Il est crucial de noter que le droit de préemption ne s'applique pas dans toutes les situations :

  • Locations meublées : Le bail meublé (résidence principale) n'ouvre aucun droit de préemption au locataire. Le propriétaire peut vendre le bien libre à l'échéance du bail sans proposer le logement au locataire.
  • Vente à un parent : La vente à un parent jusqu'au troisième degré inclus (arrière-grands-parents, petits-enfants, neveux, etc.) est une exception classique où le droit de préemption ne s'applique pas.
  • Vente de locaux commerciaux : Bien que le Code de commerce (art. L145-46-1) prévoie un droit de préférence pour les locaux commerciaux, les règles diffèrent de celles du logement d'habitation.

Conseils pour les parties prenantes

Pour le propriétaire vendeur

  • Anticipez : Si vous prévoyez de vendre libre, préparez votre congé pour vente bien en amont pour respecter le délai de 6 mois avant l'échéance du bail.
  • Soyez précis : Toute erreur dans la notification de l'offre peut entraîner l'annulation de la procédure.
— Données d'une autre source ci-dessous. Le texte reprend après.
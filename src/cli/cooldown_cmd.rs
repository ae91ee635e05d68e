use icad_tone_core::cooldown::{CooldownStore, InMemoryCooldownStore};

pub struct CooldownOptions {
    pub scope: String,
}

/// Print the current cooldown snapshot for a scope.
///
/// The shipped `InMemoryCooldownStore` is process-local, so a snapshot taken
/// from a fresh CLI invocation is always empty; this command is primarily
/// useful when the store is wired to a long-lived process (e.g. a service
/// embedding this crate) rather than invoked standalone.
pub fn run_cooldown(options: CooldownOptions) -> Result<(), Box<dyn std::error::Error>> {
    let store = InMemoryCooldownStore::default();
    let snapshot = store.snapshot(&options.scope)?;

    if snapshot.is_empty() {
        println!("No active cooldowns for scope '{}'.", options.scope);
        return Ok(());
    }

    for entry in snapshot {
        println!(
            "{:<24} last_detected={} ignore_seconds={}",
            entry.profile_id, entry.last_detected, entry.ignore_seconds
        );
    }

    Ok(())
}
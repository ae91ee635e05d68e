//! Audio decoding: arbitrary container bytes -> mono float32 @ 22050 Hz.

use symphonia::core::audio::{AudioBufferRef, Signal};
use symphonia::core::codecs::DecoderOptions;
use symphonia::core::formats::FormatOptions;
use symphonia::core::io::{MediaSourceStream, MediaSourceStreamOptions};
use symphonia::core::meta::MetadataOptions;
use symphonia::core::probe::Hint;

use crate::error::SignalError;
use crate::model::AudioClip;

/// Audio extensions accepted by the ingest boundary.
pub const ALLOWED_EXTENSIONS: [&str; 3] = ["mp3", "wav", "m4a"];

/// Decode `bytes` (declared as `ext`) to mono float32 samples at 22,050 Hz.
pub fn decode_audio(bytes: &[u8], ext: &str) -> Result<AudioClip, SignalError> {
    if !ALLOWED_EXTENSIONS.contains(&ext.to_ascii_lowercase().as_str()) {
        return Err(SignalError::UnsupportedFormat(ext.to_string()));
    }

    let cursor = std::io::Cursor::new(bytes.to_vec());
    let mss = MediaSourceStream::new(Box::new(cursor), MediaSourceStreamOptions::default());

    let mut hint = Hint::new();
    hint.with_extension(ext);

    let probed = symphonia::default::get_probe()
        .format(
            &hint,
            mss,
            &FormatOptions::default(),
            &MetadataOptions::default(),
        )
        .map_err(|e| SignalError::DecodeError(e.to_string()))?;

    let mut format = probed.format;

    let track = format
        .tracks()
        .iter()
        .find(|t| t.codec_params.codec != symphonia::core::codecs::CODEC_TYPE_NULL)
        .ok_or(SignalError::NoAudioTrack)?
        .clone();

    let mut decoder = symphonia::default::get_codecs()
        .make(&track.codec_params, &DecoderOptions::default())
        .map_err(|e| SignalError::DecodeError(e.to_string()))?;

    let track_id = track.id;
    let source_rate = track.codec_params.sample_rate.unwrap_or(AudioClip::SAMPLE_RATE);

    let mut samples: Vec<f32> = Vec::new();

    loop {
        let packet = match format.next_packet() {
            Ok(p) => p,
            Err(symphonia::core::errors::Error::IoError(_)) => break,
            Err(e) => return Err(SignalError::DecodeError(e.to_string())),
        };

        if packet.track_id() != track_id {
            continue;
        }

        let decoded = match decoder.decode(&packet) {
            Ok(d) => d,
            Err(symphonia::core::errors::Error::DecodeError(_)) => continue,
            Err(e) => return Err(SignalError::DecodeError(e.to_string())),
        };

        samples.extend(downmix_to_mono(&decoded));
    }

    let resampled = if source_rate == AudioClip::SAMPLE_RATE {
        samples
    } else {
        linear_resample(&samples, source_rate, AudioClip::SAMPLE_RATE)
    };

    Ok(AudioClip::new(resampled))
}

/// Average all channels of a decoded buffer down to a single mono float channel.
fn downmix_to_mono(buffer: &AudioBufferRef) -> Vec<f32> {
    macro_rules! mono_from {
        ($buf:expr, $conv:expr) => {{
            let channels = $buf.spec().channels.count().max(1);
            let frames = $buf.frames();
            let mut out = Vec::with_capacity(frames);
            for frame in 0..frames {
                let mut sum = 0.0f32;
                for ch in 0..channels {
                    sum += $conv($buf.chan(ch)[frame]);
                }
                out.push(sum / channels as f32);
            }
            out
        }};
    }

    match buffer {
        AudioBufferRef::U8(buf) => mono_from!(buf, |s: u8| (s as f32 - 128.0) / 128.0),
        AudioBufferRef::U16(buf) => mono_from!(buf, |s: u16| (s as f32 - 32768.0) / 32768.0),
        AudioBufferRef::U24(buf) => {
            mono_from!(buf, |s: symphonia::core::sample::u24| (s.inner() as f32 - 8_388_608.0)
                / 8_388_608.0)
        }
        AudioBufferRef::U32(buf) => {
            mono_from!(buf, |s: u32| (s as f64 - 2_147_483_648.0) as f32 / 2_147_483_648.0)
        }
        AudioBufferRef::S8(buf) => mono_from!(buf, |s: i8| s as f32 / 128.0),
        AudioBufferRef::S16(buf) => mono_from!(buf, |s: i16| s as f32 / 32768.0),
        AudioBufferRef::S24(buf) => {
            mono_from!(buf, |s: symphonia::core::sample::i24| s.inner() as f32 / 8_388_608.0)
        }
        AudioBufferRef::S32(buf) => mono_from!(buf, |s: i32| s as f64 as f32 / 2_147_483_648.0),
        AudioBufferRef::F32(buf) => mono_from!(buf, |s: f32| s),
        AudioBufferRef::F64(buf) => mono_from!(buf, |s: f64| s as f32),
    }
}

/// Linear-interpolation resample, matching the approach used elsewhere in this
/// codebase for integer PCM but generalized to float samples.
fn linear_resample(samples: &[f32], from_rate: u32, to_rate: u32) -> Vec<f32> {
    if samples.is_empty() || from_rate == to_rate {
        return samples.to_vec();
    }

    let ratio = from_rate as f64 / to_rate as f64;
    let new_len = (samples.len() as f64 / ratio) as usize;

    (0..new_len)
        .map(|i| {
            let pos = i as f64 * ratio;
            let idx = pos.floor() as usize;
            let frac = pos.fract() as f32;

            if idx + 1 >= samples.len() {
                samples[idx.min(samples.len() - 1)]
            } else {
                let a = samples[idx];
                let b = samples[idx + 1];
                a + (b - a) * frac
            }
        })
        .collect()
}

#[cfg(test)]
mod tests {
    use super::*;

    #[test]
    fn rejects_unsupported_extension() {
        let err = decode_audio(&[0u8; 8], "ogg").unwrap_err();
        assert!(matches!(err, SignalError::UnsupportedFormat(_)));
    }

    #[test]
    fn resample_preserves_duration_ratio() {
        let samples: Vec<f32> = (0..16000).map(|i| (i as f32 / 16000.0).sin()).collect();
        let resampled = linear_resample(&samples, 16000, 22050);
        let expected_len = (samples.len() as f64 * 22050.0 / 16000.0) as usize;
        assert!((resampled.len() as i64 - expected_len as i64).abs() <= 1);
    }

    #[test]
    fn resample_identity_when_rates_match() {
        let samples = vec![0.1f32, 0.2, 0.3];
        let resampled = linear_resample(&samples, 22050, 22050);
        assert_eq!(resampled, samples);
    }
}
Faites-vous accompagner par un notaire ou un avocat spécialisé.

Pour le locataire

  • Vérifiez votre bail : Assurez-vous que votre contrat est bien soumis à la loi du 6 juillet 1989.
  • Réagissez vite : Le délai de deux mois est strict. Si vous souhaitez acheter, ne tardez pas à monter votre dossier de financement, car le temps presse une fois le congé reçu.

En résumé, le droit de préemption est une protection forte pour le locataire en résidence principale vide, mais il ne doit pas être confondu avec une impossibilité de vendre pour le propriétaire. Une bonne connaissance des délais et des formes légales permet de sécuriser la transaction pour tout le monde.